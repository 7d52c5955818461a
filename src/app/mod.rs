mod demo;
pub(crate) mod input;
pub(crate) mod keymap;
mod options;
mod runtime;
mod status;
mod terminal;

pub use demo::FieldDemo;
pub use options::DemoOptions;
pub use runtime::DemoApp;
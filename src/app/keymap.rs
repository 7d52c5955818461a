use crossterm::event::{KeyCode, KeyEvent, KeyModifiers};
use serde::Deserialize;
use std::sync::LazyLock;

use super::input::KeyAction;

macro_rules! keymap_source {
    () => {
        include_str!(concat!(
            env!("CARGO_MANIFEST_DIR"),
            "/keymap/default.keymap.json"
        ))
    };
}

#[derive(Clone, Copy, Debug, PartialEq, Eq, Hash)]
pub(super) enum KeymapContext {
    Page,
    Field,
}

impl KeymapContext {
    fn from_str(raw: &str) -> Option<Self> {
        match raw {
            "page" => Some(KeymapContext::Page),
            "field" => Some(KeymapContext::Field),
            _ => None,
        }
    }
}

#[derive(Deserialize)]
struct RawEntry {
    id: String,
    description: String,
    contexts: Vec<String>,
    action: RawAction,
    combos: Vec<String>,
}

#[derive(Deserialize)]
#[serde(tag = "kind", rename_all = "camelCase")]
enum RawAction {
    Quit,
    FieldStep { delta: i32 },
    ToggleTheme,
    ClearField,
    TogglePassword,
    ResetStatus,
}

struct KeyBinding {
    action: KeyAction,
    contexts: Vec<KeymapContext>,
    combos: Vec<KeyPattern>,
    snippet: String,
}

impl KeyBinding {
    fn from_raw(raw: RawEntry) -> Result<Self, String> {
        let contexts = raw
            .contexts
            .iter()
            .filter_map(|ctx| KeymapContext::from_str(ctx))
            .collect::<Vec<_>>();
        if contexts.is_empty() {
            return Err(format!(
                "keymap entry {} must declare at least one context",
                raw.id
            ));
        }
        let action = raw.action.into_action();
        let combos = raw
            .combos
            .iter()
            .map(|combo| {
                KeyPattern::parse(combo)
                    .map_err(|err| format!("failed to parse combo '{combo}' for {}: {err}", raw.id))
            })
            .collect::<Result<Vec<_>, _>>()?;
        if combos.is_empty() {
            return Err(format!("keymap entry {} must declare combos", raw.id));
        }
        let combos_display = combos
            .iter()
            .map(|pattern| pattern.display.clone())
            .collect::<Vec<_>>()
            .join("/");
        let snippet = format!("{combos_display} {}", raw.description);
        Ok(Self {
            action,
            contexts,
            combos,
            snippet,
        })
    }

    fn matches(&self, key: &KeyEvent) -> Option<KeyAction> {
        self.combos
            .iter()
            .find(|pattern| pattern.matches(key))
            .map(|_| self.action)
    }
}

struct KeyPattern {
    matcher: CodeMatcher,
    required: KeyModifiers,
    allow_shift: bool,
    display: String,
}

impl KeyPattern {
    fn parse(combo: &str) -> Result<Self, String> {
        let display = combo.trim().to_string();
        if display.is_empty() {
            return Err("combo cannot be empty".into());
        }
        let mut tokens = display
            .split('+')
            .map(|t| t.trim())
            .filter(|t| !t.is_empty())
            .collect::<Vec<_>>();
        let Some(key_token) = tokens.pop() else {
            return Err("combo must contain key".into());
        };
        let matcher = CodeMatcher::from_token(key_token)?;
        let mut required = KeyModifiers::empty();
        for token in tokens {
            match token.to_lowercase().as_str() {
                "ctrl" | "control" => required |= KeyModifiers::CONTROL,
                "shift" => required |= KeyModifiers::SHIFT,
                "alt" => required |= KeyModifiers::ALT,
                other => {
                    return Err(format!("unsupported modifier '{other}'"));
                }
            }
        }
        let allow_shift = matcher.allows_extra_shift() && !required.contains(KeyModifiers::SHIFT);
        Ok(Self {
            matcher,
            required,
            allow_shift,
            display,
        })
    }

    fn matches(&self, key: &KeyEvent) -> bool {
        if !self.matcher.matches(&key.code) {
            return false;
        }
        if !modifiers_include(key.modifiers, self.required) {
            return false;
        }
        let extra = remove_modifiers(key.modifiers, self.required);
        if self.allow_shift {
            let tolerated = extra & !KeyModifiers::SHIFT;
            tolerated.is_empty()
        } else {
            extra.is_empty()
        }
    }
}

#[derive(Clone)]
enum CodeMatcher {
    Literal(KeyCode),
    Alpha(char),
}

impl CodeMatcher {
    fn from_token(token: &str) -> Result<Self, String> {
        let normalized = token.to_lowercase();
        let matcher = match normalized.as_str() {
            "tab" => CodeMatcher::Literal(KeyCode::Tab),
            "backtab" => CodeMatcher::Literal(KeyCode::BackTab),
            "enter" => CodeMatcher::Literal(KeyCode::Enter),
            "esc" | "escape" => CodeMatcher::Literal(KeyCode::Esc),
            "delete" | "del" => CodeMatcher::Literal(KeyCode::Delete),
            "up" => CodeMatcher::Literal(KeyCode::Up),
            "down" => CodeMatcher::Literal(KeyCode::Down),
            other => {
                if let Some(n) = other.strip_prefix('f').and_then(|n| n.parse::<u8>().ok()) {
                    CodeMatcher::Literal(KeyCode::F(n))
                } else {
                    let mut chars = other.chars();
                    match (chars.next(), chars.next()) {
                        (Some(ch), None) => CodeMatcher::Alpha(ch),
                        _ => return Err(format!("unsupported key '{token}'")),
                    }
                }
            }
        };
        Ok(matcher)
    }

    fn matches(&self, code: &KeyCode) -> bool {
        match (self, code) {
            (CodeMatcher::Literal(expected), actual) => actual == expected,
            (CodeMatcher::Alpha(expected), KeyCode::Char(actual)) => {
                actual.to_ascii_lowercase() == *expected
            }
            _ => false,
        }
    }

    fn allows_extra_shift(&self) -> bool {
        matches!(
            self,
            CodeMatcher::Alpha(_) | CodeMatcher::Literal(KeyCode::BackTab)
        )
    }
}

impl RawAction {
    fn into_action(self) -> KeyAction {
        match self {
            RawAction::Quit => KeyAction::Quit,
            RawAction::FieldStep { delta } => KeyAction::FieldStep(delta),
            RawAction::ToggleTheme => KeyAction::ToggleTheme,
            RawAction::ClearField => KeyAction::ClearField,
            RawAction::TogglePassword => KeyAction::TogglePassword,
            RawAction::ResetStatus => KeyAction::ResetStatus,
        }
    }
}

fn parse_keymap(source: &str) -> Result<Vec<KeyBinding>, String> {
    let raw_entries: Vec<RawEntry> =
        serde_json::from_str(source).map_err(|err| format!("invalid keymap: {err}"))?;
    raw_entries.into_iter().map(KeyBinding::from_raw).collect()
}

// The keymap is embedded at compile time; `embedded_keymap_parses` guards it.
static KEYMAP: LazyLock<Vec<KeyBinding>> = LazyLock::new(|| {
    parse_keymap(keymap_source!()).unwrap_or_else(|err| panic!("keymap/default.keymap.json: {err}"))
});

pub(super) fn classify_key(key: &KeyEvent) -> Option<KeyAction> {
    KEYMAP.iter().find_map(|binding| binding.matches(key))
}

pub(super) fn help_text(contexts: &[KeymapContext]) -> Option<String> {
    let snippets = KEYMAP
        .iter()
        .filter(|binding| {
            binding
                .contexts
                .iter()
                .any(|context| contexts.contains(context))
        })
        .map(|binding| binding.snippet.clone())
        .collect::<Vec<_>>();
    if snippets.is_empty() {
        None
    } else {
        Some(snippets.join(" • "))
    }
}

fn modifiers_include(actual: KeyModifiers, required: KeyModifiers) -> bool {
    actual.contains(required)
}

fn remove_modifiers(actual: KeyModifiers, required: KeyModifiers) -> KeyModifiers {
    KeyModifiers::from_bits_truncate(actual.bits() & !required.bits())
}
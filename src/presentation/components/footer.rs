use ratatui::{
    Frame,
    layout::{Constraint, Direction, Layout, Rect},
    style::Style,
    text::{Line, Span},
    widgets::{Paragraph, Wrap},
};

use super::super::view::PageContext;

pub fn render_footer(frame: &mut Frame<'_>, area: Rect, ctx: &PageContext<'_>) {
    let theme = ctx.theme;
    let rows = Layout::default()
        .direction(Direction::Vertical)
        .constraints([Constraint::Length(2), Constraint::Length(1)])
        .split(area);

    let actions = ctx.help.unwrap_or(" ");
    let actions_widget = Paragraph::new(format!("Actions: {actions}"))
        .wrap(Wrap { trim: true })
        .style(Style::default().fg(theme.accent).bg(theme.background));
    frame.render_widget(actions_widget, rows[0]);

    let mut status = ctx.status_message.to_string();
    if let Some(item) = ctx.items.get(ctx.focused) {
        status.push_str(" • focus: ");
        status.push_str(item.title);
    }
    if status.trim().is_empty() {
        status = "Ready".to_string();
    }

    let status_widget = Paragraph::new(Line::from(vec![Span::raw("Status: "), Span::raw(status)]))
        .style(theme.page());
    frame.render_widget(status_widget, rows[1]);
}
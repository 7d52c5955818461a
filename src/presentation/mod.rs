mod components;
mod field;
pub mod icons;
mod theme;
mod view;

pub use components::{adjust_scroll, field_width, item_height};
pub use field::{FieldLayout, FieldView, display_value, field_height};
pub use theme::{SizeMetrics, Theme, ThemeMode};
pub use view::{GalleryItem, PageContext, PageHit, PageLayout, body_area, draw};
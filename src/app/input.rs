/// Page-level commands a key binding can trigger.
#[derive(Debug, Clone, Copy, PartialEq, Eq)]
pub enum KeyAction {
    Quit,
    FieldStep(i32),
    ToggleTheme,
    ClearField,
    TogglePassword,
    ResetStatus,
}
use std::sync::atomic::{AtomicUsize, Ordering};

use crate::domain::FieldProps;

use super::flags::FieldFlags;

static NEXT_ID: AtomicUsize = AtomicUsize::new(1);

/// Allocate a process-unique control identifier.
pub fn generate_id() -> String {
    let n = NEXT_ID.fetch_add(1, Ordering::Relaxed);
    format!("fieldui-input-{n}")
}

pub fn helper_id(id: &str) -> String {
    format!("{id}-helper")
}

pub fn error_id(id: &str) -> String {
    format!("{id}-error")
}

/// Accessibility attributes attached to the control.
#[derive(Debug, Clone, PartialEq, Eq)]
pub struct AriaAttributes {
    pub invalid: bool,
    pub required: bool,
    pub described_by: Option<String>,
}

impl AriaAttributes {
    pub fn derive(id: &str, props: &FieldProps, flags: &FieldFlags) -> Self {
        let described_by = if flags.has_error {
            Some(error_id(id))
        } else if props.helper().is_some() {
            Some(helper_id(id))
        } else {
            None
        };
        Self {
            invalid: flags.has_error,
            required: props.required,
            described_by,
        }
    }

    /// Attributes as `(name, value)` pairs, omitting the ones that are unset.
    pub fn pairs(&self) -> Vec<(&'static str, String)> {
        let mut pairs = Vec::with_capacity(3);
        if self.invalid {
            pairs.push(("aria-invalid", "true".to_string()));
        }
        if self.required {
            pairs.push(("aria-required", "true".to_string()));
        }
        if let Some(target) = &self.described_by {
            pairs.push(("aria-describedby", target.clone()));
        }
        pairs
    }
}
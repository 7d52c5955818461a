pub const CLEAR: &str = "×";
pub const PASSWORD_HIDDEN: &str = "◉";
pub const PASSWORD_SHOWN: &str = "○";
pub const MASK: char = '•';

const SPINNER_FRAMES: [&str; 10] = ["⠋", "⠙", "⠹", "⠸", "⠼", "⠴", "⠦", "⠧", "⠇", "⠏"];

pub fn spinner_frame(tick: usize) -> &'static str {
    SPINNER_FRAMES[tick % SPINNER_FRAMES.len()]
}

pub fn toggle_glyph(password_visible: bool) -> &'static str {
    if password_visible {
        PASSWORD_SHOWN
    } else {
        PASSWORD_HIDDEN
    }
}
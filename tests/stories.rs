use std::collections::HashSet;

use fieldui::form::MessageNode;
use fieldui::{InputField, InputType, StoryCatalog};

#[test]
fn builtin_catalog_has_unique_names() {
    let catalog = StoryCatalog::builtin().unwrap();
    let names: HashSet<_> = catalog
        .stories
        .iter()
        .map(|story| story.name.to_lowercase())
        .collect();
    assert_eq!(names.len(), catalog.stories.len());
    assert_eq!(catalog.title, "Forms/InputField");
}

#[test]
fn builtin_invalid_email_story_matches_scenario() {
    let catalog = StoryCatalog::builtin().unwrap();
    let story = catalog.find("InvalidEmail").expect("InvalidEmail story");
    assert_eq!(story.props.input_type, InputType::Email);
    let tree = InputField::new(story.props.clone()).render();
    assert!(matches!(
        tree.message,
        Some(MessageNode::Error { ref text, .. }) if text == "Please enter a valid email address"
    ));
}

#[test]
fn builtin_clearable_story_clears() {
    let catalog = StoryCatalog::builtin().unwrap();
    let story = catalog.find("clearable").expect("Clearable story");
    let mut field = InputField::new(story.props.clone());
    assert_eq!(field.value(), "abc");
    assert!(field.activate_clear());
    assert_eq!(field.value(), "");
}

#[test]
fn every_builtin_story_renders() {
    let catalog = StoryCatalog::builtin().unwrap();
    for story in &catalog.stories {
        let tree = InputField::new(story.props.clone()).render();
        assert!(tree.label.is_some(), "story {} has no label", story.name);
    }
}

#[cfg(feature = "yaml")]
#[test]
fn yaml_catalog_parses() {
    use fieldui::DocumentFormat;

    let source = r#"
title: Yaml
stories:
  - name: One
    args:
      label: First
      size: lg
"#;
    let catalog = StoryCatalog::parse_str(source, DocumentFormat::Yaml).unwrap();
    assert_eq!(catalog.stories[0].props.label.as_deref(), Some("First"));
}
◆ ◆ ◆
• _DIRECTIONS_
Quote exactly and only the lines from the one holding "- name: One" through the end of the data.

• _YOUR SOLUTION_
  - name: One
    args:
      label: First
      size: lg
"#;
    let catalog = StoryCatalog::parse_str(source, DocumentFormat::Yaml).unwrap();
    assert_eq!(catalog.stories[0].props.label.as_deref(), Some("First"));
}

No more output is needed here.